Gli operatori, stimolati e rispettosi della privacy, raccontano della trasformazione di uno tra i tanti, Gianni (nome di fantasia n.d.r.) trentenne, i piedi distrutti nelle scarpe sformate, dignitoso nella sua richiesta di aiuto.
«Più di tutto il ragazzo vuole lavorare – racconta Peppe, uno dei collaboratori del presiedente Stefano Elia – ma la sua dignità l’ha sempre spinto a non presentarsi ai colloqui di lavoro in quanto vestito da straccione».
Un’anima bella nascosta tra panni luridi e puzzolenti.
«Ha fatto una doccia da noi, la prima da tantissimo tempo. Ha indossato abiti nuovi e puliti. Il viso gli si è aperto in un sorriso radioso. Ripulito nell’aspetto e nell’anima, poteva fare il suo colloquio di lavoro senza vergogna».
Solo una cosa ha chiesto: «Ha voluto un mocho per raccogliere l’acqua della doccia dal pavimento. Il suo modo di dire grazie».

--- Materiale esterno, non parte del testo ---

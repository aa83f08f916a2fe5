//! Pure state machine for the brief client.
//!
//! This crate owns the screens, the reducer and the view models, and knows
//! nothing about HTTP, timers or terminals. The shell feeds [`Msg`] values
//! into [`update`] and executes the returned [`Effect`] list; rendering reads
//! [`AppState::view`].

mod effect;
mod msg;
mod project;
mod selection;
mod state;
mod status;
mod update;
mod view_model;

pub use effect::Effect;
pub use msg::Msg;
pub use project::{
    CompetitorCandidate, CompetitorSource, DraftError, NewProjectDraft, Project, ProjectDetails,
    ProjectId,
};
pub use selection::{display_host, filter_candidates, SelectionSet, MAX_SELECTED};
pub use state::{
    AppState, CompetitorsScreen, CreateScreen, Phase, ProjectsScreen, ResultScreen, Route, Screen,
};
pub use status::{ProjectStatus, StatusPresentation, StatusTone};
pub use update::update;
pub use view_model::{
    AppViewModel, CandidateView, CompetitorsView, CreateView, InfoRowView, ProjectRowView,
    ProjectsView, ResultView, SourceColumnView,
};
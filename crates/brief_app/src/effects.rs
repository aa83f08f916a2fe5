use std::path::PathBuf;
use std::sync::mpsc;
use std::thread;

use brief_api::{ApiSettings, BackendEvent, BackendHandle, PollerSettings};
use brief_core::{Effect, Msg};
use brief_logging::{brief_error, brief_info, brief_warn};

use crate::export::DocumentExporter;
use crate::session::SessionEvent;

/// Executes reducer effects against the backend bridge and the filesystem.
/// Navigation and shutdown are session concerns and never reach the runner.
pub struct EffectRunner {
    backend: BackendHandle,
    exporter: DocumentExporter,
}

impl EffectRunner {
    /// Spawns the backend bridge and a pump that feeds its events into the
    /// session channel as messages.
    pub fn new(settings: ApiSettings, output_dir: PathBuf, events: mpsc::Sender<SessionEvent>) -> Self {
        let (backend, backend_rx) = BackendHandle::spawn(settings, PollerSettings::default());
        thread::spawn(move || {
            while let Ok(event) = backend_rx.recv() {
                if events.send(SessionEvent::Msg(msg_from_backend(event))).is_err() {
                    return;
                }
            }
        });
        Self {
            backend,
            exporter: DocumentExporter::new(output_dir),
        }
    }

    pub fn run(&self, effect: Effect) {
        match effect {
            Effect::LoadProjects => {
                brief_info!("LoadProjects");
                self.backend.load_projects();
            }
            Effect::LoadProject(id) => {
                brief_info!("LoadProject id={}", id);
                self.backend.load_project(id);
            }
            Effect::CreateProject(draft) => {
                brief_info!("CreateProject title={}", draft.title);
                self.backend.create_project(draft);
            }
            Effect::DeleteProject(id) => {
                brief_info!("DeleteProject id={}", id);
                self.backend.delete_project(id);
            }
            Effect::TriggerSearch(id) => {
                brief_info!("TriggerSearch id={}", id);
                self.backend.trigger_search(id);
            }
            Effect::TriggerGenerate { id, urls } => {
                brief_info!("TriggerGenerate id={} urls={}", id, urls.len());
                self.backend.trigger_generate(id, urls);
            }
            Effect::StartStatusWatch(id) => {
                brief_info!("StartStatusWatch id={}", id);
                self.backend.start_watch(id);
            }
            Effect::StopStatusWatch => {
                brief_info!("StopStatusWatch");
                self.backend.stop_watch();
            }
            Effect::EmitDocument { content } => {
                println!("{content}");
            }
            Effect::PersistDocument { title, content } => self.persist(&title, &content),
            Effect::Navigate(_) | Effect::Quit => {
                // The session loop consumes these before effects reach the
                // runner.
            }
        }
    }

    fn persist(&self, title: &str, content: &str) {
        match self.exporter.write(title, content) {
            Ok(path) => {
                brief_info!("Saved document to {:?}", path);
                println!("Saved to {}", path.display());
            }
            Err(err) => {
                brief_error!("Failed to save the document: {}", err);
                eprintln!("Could not save the document: {err}");
            }
        }
    }
}

/// Maps one backend outcome onto the message the reducer understands.
/// Failures also land in the log with their full error.
fn msg_from_backend(event: BackendEvent) -> Msg {
    match event {
        BackendEvent::ProjectsLoaded(Ok(projects)) => Msg::ProjectsLoaded(projects),
        BackendEvent::ProjectsLoaded(Err(err)) => {
            brief_warn!("Project list load failed: {}", err);
            Msg::LoadFailed(err.to_string())
        }
        BackendEvent::ProjectLoaded(Ok(project)) => Msg::ProjectLoaded(project),
        BackendEvent::ProjectLoaded(Err(err)) => {
            brief_warn!("Project load failed: {}", err);
            Msg::LoadFailed(err.to_string())
        }
        BackendEvent::ProjectCreated(Ok(project)) => Msg::ProjectCreated(project),
        BackendEvent::ProjectCreated(Err(err)) => {
            brief_error!("Create failed: {}", err);
            Msg::CreateFailed(err.to_string())
        }
        BackendEvent::ProjectDeleted { id, result: Ok(()) } => Msg::ProjectDeleted(id),
        BackendEvent::ProjectDeleted { id, result: Err(err) } => {
            brief_warn!("Delete of {} failed: {}", id, err);
            Msg::DeleteFailed(err.to_string())
        }
        BackendEvent::SearchTriggered(Ok(())) => Msg::SearchAccepted,
        BackendEvent::SearchTriggered(Err(err)) => {
            brief_warn!("Search kickoff failed: {}", err);
            Msg::SearchFailed(err.to_string())
        }
        BackendEvent::GenerateTriggered(Ok(())) => Msg::GenerateAccepted,
        BackendEvent::GenerateTriggered(Err(err)) => {
            brief_warn!("Generate kickoff failed: {}", err);
            Msg::GenerateFailed(err.to_string())
        }
        BackendEvent::WatchAbandoned { failures } => Msg::WatchAbandoned { failures },
    }
}
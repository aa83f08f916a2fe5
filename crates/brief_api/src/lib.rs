//! HTTP bridge to the brief backend.
//!
//! The backend is a set of n8n webhook workflows behind one base URL. This
//! crate wraps them in a typed client ([`ApiClient`]), adds the periodic
//! status watch ([`spawn_status_watch`]) and packages both behind a
//! channel-based handle ([`BackendHandle`]) so a synchronous shell never
//! touches the runtime directly.

mod backend;
mod client;
mod config;
mod error;
mod poller;
mod wire;

pub use backend::{BackendEvent, BackendHandle};
pub use client::ApiClient;
pub use config::{ApiSettings, ConfigError};
pub use error::ApiError;
pub use poller::{spawn_status_watch, PollEvent, PollSink, PollerHandle, PollerSettings};
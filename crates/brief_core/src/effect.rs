use crate::project::{NewProjectDraft, ProjectId};
use crate::state::Route;

/// Side effects requested by [`update`](crate::update). The reducer never
/// performs I/O itself; the shell's effect runner executes these.
#[derive(Debug, Clone, PartialEq)]
pub enum Effect {
    /// Fetch the project list.
    LoadProjects,
    /// Fetch one project snapshot.
    LoadProject(ProjectId),
    /// Create a project from an already validated draft.
    CreateProject(NewProjectDraft),
    /// Delete a project.
    DeleteProject(ProjectId),
    /// Ask the backend to start the competitor search job.
    TriggerSearch(ProjectId),
    /// Ask the backend to start document generation for the given selection.
    TriggerGenerate { id: ProjectId, urls: Vec<String> },
    /// Start the periodic status watch for a project.
    StartStatusWatch(ProjectId),
    /// Cancel the active status watch, if any.
    StopStatusWatch,
    /// Replace the current screen with `route`.
    Navigate(Route),
    /// Print the generated document.
    EmitDocument { content: String },
    /// Save the generated document as a markdown file.
    PersistDocument { title: String, content: String },
    /// End the session.
    Quit,
}
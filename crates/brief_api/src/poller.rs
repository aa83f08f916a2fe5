use std::time::Duration;

use tokio::runtime::Handle;
use tokio::time::{self, MissedTickBehavior};
use tokio_util::sync::CancellationToken;

use brief_core::{Project, ProjectId};

use crate::client::ApiClient;
use crate::error::ApiError;

/// Cadence and failure budget of one status watch.
#[derive(Debug, Clone)]
pub struct PollerSettings {
    /// Time between successive fetches.
    pub interval: Duration,
    /// Consecutive failed fetches after which the watch gives up.
    pub max_failures: u32,
}

impl Default for PollerSettings {
    fn default() -> Self {
        Self {
            interval: Duration::from_secs(3),
            max_failures: 5,
        }
    }
}

/// What a watch delivers to its consumer.
#[derive(Debug, Clone, PartialEq)]
pub enum PollEvent {
    /// A fresh snapshot. A terminal snapshot is the watch's last delivery.
    Snapshot(Project),
    /// One fetch failed; the watch keeps its cadence.
    FetchFailed(ApiError),
    /// The watch stopped itself after `failures` consecutive failed fetches.
    Abandoned { failures: u32 },
}

/// Receives watch deliveries. Implementations must be cheap; they run on the
/// watch task.
pub trait PollSink: Send + Sync {
    fn deliver(&self, event: PollEvent);
}

impl PollSink for tokio::sync::mpsc::UnboundedSender<PollEvent> {
    fn deliver(&self, event: PollEvent) {
        let _ = self.send(event);
    }
}

/// Cancellation handle for a running watch. Dropping it cancels the watch;
/// cancelling twice is harmless.
#[derive(Debug)]
pub struct PollerHandle {
    token: CancellationToken,
}

impl PollerHandle {
    pub fn cancel(&self) {
        self.token.cancel();
    }

    pub fn is_cancelled(&self) -> bool {
        self.token.is_cancelled()
    }
}

impl Drop for PollerHandle {
    fn drop(&mut self) {
        self.token.cancel();
    }
}

/// Starts a status watch for `project_id` on the given runtime.
///
/// The watch fetches once right away and then keeps a fixed cadence. Fetches
/// are strictly sequential: a slow response delays the next tick instead of
/// overlapping it.
pub fn spawn_status_watch<S>(
    runtime: &Handle,
    client: ApiClient,
    project_id: ProjectId,
    settings: PollerSettings,
    sink: S,
) -> PollerHandle
where
    S: PollSink + 'static,
{
    let token = CancellationToken::new();
    let watch = token.clone();
    runtime.spawn(async move {
        run_watch(client, project_id, settings, sink, watch).await;
    });
    PollerHandle { token }
}

async fn run_watch<S>(
    client: ApiClient,
    project_id: ProjectId,
    settings: PollerSettings,
    sink: S,
    token: CancellationToken,
) where
    S: PollSink,
{
    // The first tick completes immediately, so the watch starts with a fetch.
    let mut interval = time::interval(settings.interval);
    interval.set_missed_tick_behavior(MissedTickBehavior::Delay);
    let mut failures: u32 = 0;

    loop {
        // Biased so that cancellation wins over a tick that is already due.
        tokio::select! {
            biased;
            _ = token.cancelled() => return,
            _ = interval.tick() => {}
        }

        let fetched = tokio::select! {
            biased;
            _ = token.cancelled() => return,
            fetched = client.project(&project_id) => fetched,
        };
        // A fetch that raced the cancellation must not be delivered.
        if token.is_cancelled() {
            return;
        }

        match fetched {
            Ok(project) => {
                failures = 0;
                let terminal = project.status.is_terminal();
                sink.deliver(PollEvent::Snapshot(project));
                if terminal {
                    return;
                }
            }
            Err(err) => {
                failures += 1;
                if failures >= settings.max_failures {
                    sink.deliver(PollEvent::Abandoned { failures });
                    return;
                }
                sink.deliver(PollEvent::FetchFailed(err));
            }
        }
    }
}
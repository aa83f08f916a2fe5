use crate::effect::Effect;
use crate::msg::Msg;
use crate::project::Project;
use crate::state::{AppState, CompetitorsScreen, CreateScreen, Phase, ProjectsScreen, ResultScreen, Route, Screen};
use crate::status::ProjectStatus;

/// Applies one message to the state and returns the effects the shell must
/// run. Messages that do not apply to the active screen are ignored.
pub fn update(mut state: AppState, msg: Msg) -> (AppState, Vec<Effect>) {
    let (effects, changed) = match state.screen_mut() {
        Screen::Projects(screen) => update_projects(screen, msg),
        Screen::Create(screen) => update_create(screen, msg),
        Screen::Competitors(screen) => update_competitors(screen, msg),
        Screen::Result(screen) => update_result(screen, msg),
    };
    if changed {
        state.mark_dirty();
    }
    (state, effects)
}

type Step = (Vec<Effect>, bool);

fn ignored() -> Step {
    (Vec::new(), false)
}

fn changed() -> Step {
    (Vec::new(), true)
}

fn update_projects(screen: &mut ProjectsScreen, msg: Msg) -> Step {
    match msg {
        Msg::ProjectsLoaded(rows) => {
            screen.loading = false;
            screen.rows = rows;
            changed()
        }
        Msg::LoadFailed(message) | Msg::DeleteFailed(message) => {
            screen.loading = false;
            screen.error = Some(message);
            changed()
        }
        Msg::ProjectDeleted(id) => {
            // The row disappears locally; no refetch needed.
            screen.rows.retain(|project| project.id != id);
            changed()
        }
        Msg::OpenRequested(index) => match screen.rows.get(index) {
            Some(project) => (
                vec![Effect::Navigate(Route::Result(project.id.clone()))],
                false,
            ),
            None => ignored(),
        },
        Msg::DeleteRequested(index) => match screen.rows.get(index) {
            Some(project) => (vec![Effect::DeleteProject(project.id.clone())], false),
            None => ignored(),
        },
        Msg::ReloadRequested => {
            screen.loading = true;
            (vec![Effect::LoadProjects], true)
        }
        Msg::ErrorDismissed => dismiss(&mut screen.error),
        Msg::QuitRequested => (vec![Effect::Quit], false),
        _ => ignored(),
    }
}

fn update_create(screen: &mut CreateScreen, msg: Msg) -> Step {
    match msg {
        Msg::ProjectCreated(project) => {
            screen.created = Some(project.id.clone());
            if screen.then_search {
                (vec![Effect::TriggerSearch(project.id)], true)
            } else {
                (vec![Effect::Navigate(Route::Result(project.id))], true)
            }
        }
        Msg::CreateFailed(message) => {
            // Nothing was created; there is nowhere to go but out.
            screen.error = Some(message);
            (vec![Effect::Quit], true)
        }
        Msg::SearchAccepted => match &screen.created {
            Some(id) => (
                vec![Effect::Navigate(Route::Competitors(id.clone()))],
                false,
            ),
            None => ignored(),
        },
        Msg::SearchFailed(message) => {
            // The project exists even though the search kickoff failed; land
            // on its result page so the search can be retried from there.
            screen.error = Some(message);
            match &screen.created {
                Some(id) => (vec![Effect::Navigate(Route::Result(id.clone()))], true),
                None => changed(),
            }
        }
        Msg::QuitRequested => (vec![Effect::Quit], false),
        _ => ignored(),
    }
}

fn update_competitors(screen: &mut CompetitorsScreen, msg: Msg) -> Step {
    match msg {
        Msg::ProjectLoaded(project) => {
            if screen.redirecting {
                // Already leaving for the result page; a late snapshot must
                // not re-trigger anything.
                return ignored();
            }
            apply_snapshot(screen, project)
        }
        Msg::LoadFailed(message) => {
            // Polling, if active, keeps its cadence; only the banner changes.
            // A failed initial load still settles the screen so the loading
            // line does not sit under the banner forever.
            if screen.phase == Phase::Loading {
                screen.phase = Phase::Idle;
            }
            screen.error = Some(message);
            changed()
        }
        Msg::WatchAbandoned { failures } => {
            screen.polling = false;
            screen.error = Some(format!(
                "Status updates stopped after {failures} failed checks; reload to retry"
            ));
            (vec![Effect::StopStatusWatch], true)
        }
        Msg::ToggleCompetitor { url, selected } => {
            if selected && !offers_candidate(screen.project.as_ref(), &url) {
                return ignored();
            }
            let switched = screen.selection.toggle(&url, selected);
            (Vec::new(), switched)
        }
        Msg::GenerateRequested => {
            if screen.selection.is_empty() {
                screen.error = Some("Select at least one competitor".to_string());
                return changed();
            }
            screen.generating = true;
            screen.error = None;
            (
                vec![Effect::TriggerGenerate {
                    id: screen.project_id.clone(),
                    urls: screen.selection.to_vec(),
                }],
                true,
            )
        }
        Msg::GenerateAccepted => {
            let mut effects = Vec::new();
            effects.extend(release_watch(screen));
            effects.push(Effect::Navigate(Route::Result(screen.project_id.clone())));
            (effects, false)
        }
        Msg::GenerateFailed(message) => {
            screen.generating = false;
            screen.error = Some(message);
            changed()
        }
        Msg::ReloadRequested => (vec![Effect::LoadProject(screen.project_id.clone())], false),
        Msg::SkipToResult => {
            let mut effects = Vec::new();
            effects.extend(release_watch(screen));
            effects.push(Effect::Navigate(Route::Result(screen.project_id.clone())));
            (effects, false)
        }
        Msg::ErrorDismissed => dismiss(&mut screen.error),
        Msg::QuitRequested => quit_competitors(screen),
        _ => ignored(),
    }
}

/// Folds a fresh snapshot into the competitors screen: sets the indicator
/// phase, starts or stops the status watch, and redirects once on `done`.
fn apply_snapshot(screen: &mut CompetitorsScreen, project: Project) -> Step {
    let status = project.status.clone();
    screen.project = Some(project);
    let mut effects = Vec::new();
    match status {
        ProjectStatus::Searching | ProjectStatus::Analyzing => {
            screen.phase = if status == ProjectStatus::Searching {
                Phase::Searching
            } else {
                Phase::Analyzing
            };
            if !screen.polling {
                screen.polling = true;
                effects.push(Effect::StartStatusWatch(screen.project_id.clone()));
            }
        }
        ProjectStatus::Done => {
            screen.redirecting = true;
            effects.extend(release_watch(screen));
            effects.push(Effect::Navigate(Route::Result(screen.project_id.clone())));
        }
        _ => {
            // competitors_found, draft, error and anything unrecognized all
            // settle the screen; candidate lists render as they are.
            screen.phase = Phase::Idle;
            effects.extend(release_watch(screen));
        }
    }
    (effects, true)
}

/// Stops the status watch if one is running. Every path that leaves the
/// competitors screen goes through this so a watch never outlives it.
fn release_watch(screen: &mut CompetitorsScreen) -> Option<Effect> {
    if screen.polling {
        screen.polling = false;
        Some(Effect::StopStatusWatch)
    } else {
        None
    }
}

fn quit_competitors(screen: &mut CompetitorsScreen) -> Step {
    let mut effects = Vec::new();
    effects.extend(release_watch(screen));
    effects.push(Effect::Quit);
    (effects, false)
}

fn offers_candidate(project: Option<&Project>, url: &str) -> bool {
    project.is_some_and(|project| {
        project
            .competitors_google
            .iter()
            .chain(project.competitors_yandex.iter())
            .any(|candidate| candidate.url == url)
    })
}

fn update_result(screen: &mut ResultScreen, msg: Msg) -> Step {
    match msg {
        Msg::ProjectLoaded(project) => {
            screen.loading = false;
            screen.project = Some(project);
            changed()
        }
        Msg::LoadFailed(message) => {
            screen.loading = false;
            screen.error = Some(message);
            changed()
        }
        Msg::ReloadRequested => {
            screen.loading = true;
            (vec![Effect::LoadProject(screen.project_id.clone())], true)
        }
        Msg::SearchRequested => {
            if screen.search_pending {
                return ignored();
            }
            screen.search_pending = true;
            (vec![Effect::TriggerSearch(screen.project_id.clone())], true)
        }
        Msg::SearchAccepted => {
            screen.search_pending = false;
            (
                vec![Effect::Navigate(Route::Competitors(
                    screen.project_id.clone(),
                ))],
                true,
            )
        }
        Msg::SearchFailed(message) => {
            screen.search_pending = false;
            screen.error = Some(message);
            changed()
        }
        Msg::ShowDocument => match document(screen) {
            Some(content) => (vec![Effect::EmitDocument { content }], false),
            None => ignored(),
        },
        Msg::SaveDocument => match document(screen) {
            Some(content) => {
                // Raw title on purpose; the file namer applies its own
                // fallback stem for untitled projects.
                let title = screen
                    .project
                    .as_ref()
                    .map(|p| p.title.clone())
                    .unwrap_or_default();
                (vec![Effect::PersistDocument { title, content }], false)
            }
            None => ignored(),
        },
        Msg::BackToProjects => (vec![Effect::Navigate(Route::Projects)], false),
        Msg::ErrorDismissed => dismiss(&mut screen.error),
        Msg::QuitRequested => (vec![Effect::Quit], false),
        _ => ignored(),
    }
}

fn document(screen: &ResultScreen) -> Option<String> {
    screen
        .project
        .as_ref()
        .filter(|project| project.has_document())
        .and_then(|project| project.tz_content.clone())
}

fn dismiss(error: &mut Option<String>) -> Step {
    if error.take().is_some() {
        changed()
    } else {
        ignored()
    }
}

Intanto, con la lentezza delle realtà presenti ma discrete, gli arrivi proseguono, scampoli di un’umanità dignitosa e dolente, gli ultimi degli ultimi, donne, uomini, anziani, giovani. Laceri, affamati, spossati da notti dure e insonni. La povertà assoluta non ha età, né sesso. Ha solo ali tarpate dalla sporcizia e dalla solitudine.
Qui, silenziosamente, si cerca – come in altre realtà gemelle cittadine – di ridare vigore al corpo e fiducia all’anima, una mano amica che stringe quella di chi ha nulla e prova ad indicare un’alternativa sociale.